Filter the records, keeping every line that has the string "reference".

:: Provided records

//! Interrupted runs resume at the first unfinished batch and, together,
//! persist the same bars as one uninterrupted run.

mod common;

use std::sync::Arc;
use std::time::Duration;

use boursomatic_core::ingest::{IngestConfig, PacingConfig};
use boursomatic_core::{IngestOrchestrator, RunState};
use boursomatic_market_data::{BarProvider, Interval, ProviderChain, RetryPolicy};

use common::{universe, MemoryBarStore, MemoryCheckpointStore, ScriptedProvider};

const BATCH_SIZE: usize = 2;
const BATCH_DELAY_SECS: u64 = 10;
const TICKERS: [&str; 7] = ["A", "B", "C", "D", "E", "F", "G"];

fn orchestrator(
    provider: Arc<ScriptedProvider>,
    store: Arc<MemoryBarStore>,
    checkpoints: Arc<MemoryCheckpointStore>,
) -> IngestOrchestrator {
    let mut config = IngestConfig::for_interval(Interval::Daily);
    config.pacing = PacingConfig::from_secs(BATCH_SIZE, 0.0, BATCH_DELAY_SECS as f64).unwrap();
    let chain: Arc<dyn BarProvider> = Arc::new(ProviderChain::resilient(
        provider,
        None,
        RetryPolicy::no_retry(),
    ));
    IngestOrchestrator::new(chain, store, checkpoints, config)
}

#[tokio::test(start_paused = true)]
async fn resume_after_each_batch_matches_uninterrupted_run() {
    let symbols = universe(&TICKERS);

    let reference = MemoryBarStore::new();
    orchestrator(
        ScriptedProvider::healthy("PRIMARY"),
        reference.clone(),
        MemoryCheckpointStore::new(),
    )
    .run(&symbols)
    .await
    .unwrap();

    let total_batches = TICKERS.len().div_ceil(BATCH_SIZE);
    for completed in 1..total_batches {
        let store = MemoryBarStore::new();
        let checkpoints = MemoryCheckpointStore::new();

        // stop while pausing after batch `completed`
        let cutoff = Duration::from_secs(BATCH_DELAY_SECS * (completed as u64 - 1) + 5);
        let first = orchestrator(
            ScriptedProvider::healthy("PRIMARY"),
            store.clone(),
            checkpoints.clone(),
        );
        let interrupted = tokio::time::timeout(cutoff, first.run(&symbols)).await;
        assert!(interrupted.is_err(), "run should have been cut off");

        let saved = checkpoints.current().unwrap();
        assert_eq!(saved.state, RunState::Running);
        assert_eq!(saved.last_completed_index, Some(completed * BATCH_SIZE - 1));

        let provider = ScriptedProvider::healthy("PRIMARY");
        let report = orchestrator(provider.clone(), store.clone(), checkpoints.clone())
            .run(&symbols)
            .await
            .unwrap();

        let expected_calls: Vec<String> = TICKERS[completed * BATCH_SIZE..]
            .iter()
            .map(|t| t.to_string())
            .collect();
        assert_eq!(provider.calls(), expected_calls);
        assert_eq!(report.state, RunState::Completed);
        assert_eq!(report.bars.duplicates, 0);
        assert_eq!(store.keys(), reference.keys());
    }
}

#[tokio::test]
async fn finished_universe_starts_over() {
    let symbols = universe(&["A", "B", "C"]);
    let checkpoints = MemoryCheckpointStore::new();

    let mut config = IngestConfig::for_interval(Interval::Daily);
    config.pacing = PacingConfig::from_secs(2, 0.0, 0.0).unwrap();
    for _ in 0..2 {
        let provider = ScriptedProvider::healthy("PRIMARY");
        let chain: Arc<dyn BarProvider> = Arc::new(ProviderChain::resilient(
            provider.clone(),
            None,
            RetryPolicy::no_retry(),
        ));
        let report = IngestOrchestrator::new(
            chain,
            MemoryBarStore::new(),
            checkpoints.clone(),
            config.clone(),
        )
        .run(&symbols)
        .await
        .unwrap();
        assert_eq!(provider.calls(), vec!["A", "B", "C"]);
        assert_eq!(report.last_completed_index, Some(2));
    }
}

#[tokio::test]
async fn checkpoint_for_other_interval_is_ignored() {
    let symbols = universe(&["A", "B", "C"]);
    let checkpoints = MemoryCheckpointStore::new();

    let mut weekly = IngestConfig::for_interval(Interval::Weekly);
    weekly.pacing = PacingConfig::from_secs(1, 0.0, 0.0).unwrap();
    weekly.max_symbols = Some(2);
    let chain: Arc<dyn BarProvider> = Arc::new(ProviderChain::resilient(
        ScriptedProvider::healthy("PRIMARY"),
        None,
        RetryPolicy::no_retry(),
    ));
    IngestOrchestrator::new(chain, MemoryBarStore::new(), checkpoints.clone(), weekly)
        .run(&symbols)
        .await
        .unwrap();
    assert_eq!(checkpoints.current().unwrap().last_completed_index, Some(1));

    let provider = ScriptedProvider::healthy("PRIMARY");
    let mut daily = IngestConfig::for_interval(Interval::Daily);
    daily.pacing = PacingConfig::from_secs(1, 0.0, 0.0).unwrap();
    let chain: Arc<dyn BarProvider> = Arc::new(ProviderChain::resilient(
        provider.clone(),
        None,
        RetryPolicy::no_retry(),
    ));
    IngestOrchestrator::new(chain, MemoryBarStore::new(), checkpoints.clone(), daily)
        .run(&symbols)
        .await
        .unwrap();
    assert_eq!(provider.calls(), vec!["A", "B", "C"]);
}
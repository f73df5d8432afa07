//! Symbol universe loading.
//!
//! One symbol per line as `ticker[,market]`. Lines starting with `#` are
//! comments, an optional `ticker,market` header is skipped, and the market
//! defaults to NASDAQ.

use std::collections::HashSet;
use std::path::Path;

use tracing::{info, warn};

use boursomatic_market_data::{Market, Symbol};

use crate::errors::{Error, Result, ValidationError};

pub const DEFAULT_MARKET: Market = Market::Nasdaq;

/// Load and parse a universe file.
pub fn load_universe(path: impl AsRef<Path>) -> Result<Vec<Symbol>> {
    let path = path.as_ref();
    let content = std::fs::read_to_string(path)
        .map_err(|e| Error::ConfigIO(format!("{}: {}", path.display(), e)))?;
    let symbols = parse_universe(&content)?;
    info!(path = %path.display(), symbols = symbols.len(), "loaded symbol universe");
    Ok(symbols)
}

/// Parse universe text. Order is preserved; later duplicates are dropped.
pub fn parse_universe(content: &str) -> Result<Vec<Symbol>> {
    let mut reader = csv::ReaderBuilder::new()
        .has_headers(false)
        .comment(Some(b'#'))
        .flexible(true)
        .trim(csv::Trim::All)
        .from_reader(content.as_bytes());

    let mut seen = HashSet::new();
    let mut symbols = Vec::new();

    for (i, row) in reader.records().enumerate() {
        let row = row?;
        let line = row.position().map_or(i + 1, |p| p.line() as usize);
        let ticker = row.get(0).unwrap_or_default();
        if ticker.is_empty() {
            continue;
        }
        if symbols.is_empty() && seen.is_empty() && ticker.eq_ignore_ascii_case("ticker") {
            continue;
        }
        if row.len() > 2 {
            return Err(invalid(line, "expected `ticker[,market]`"));
        }

        let market = match row.get(1).filter(|m| !m.is_empty()) {
            Some(raw) => raw
                .parse::<Market>()
                .map_err(|e| invalid(line, e.to_string()))?,
            None => DEFAULT_MARKET,
        };
        let symbol = Symbol::new(ticker, market).map_err(|e| invalid(line, e.to_string()))?;

        if !seen.insert(symbol.clone()) {
            warn!(symbol = %symbol, line, "duplicate symbol in universe, keeping first occurrence");
            continue;
        }
        symbols.push(symbol);
    }

    Ok(symbols)
}

fn invalid(line: usize, message: impl Into<String>) -> Error {
    ValidationError::InvalidLine {
        line,
        message: message.into(),
    }
    .into()
}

::::

- Response box -
    let reference = MemoryBarStore::new();
        reference.clone(),
        assert_eq!(store.keys(), reference.keys());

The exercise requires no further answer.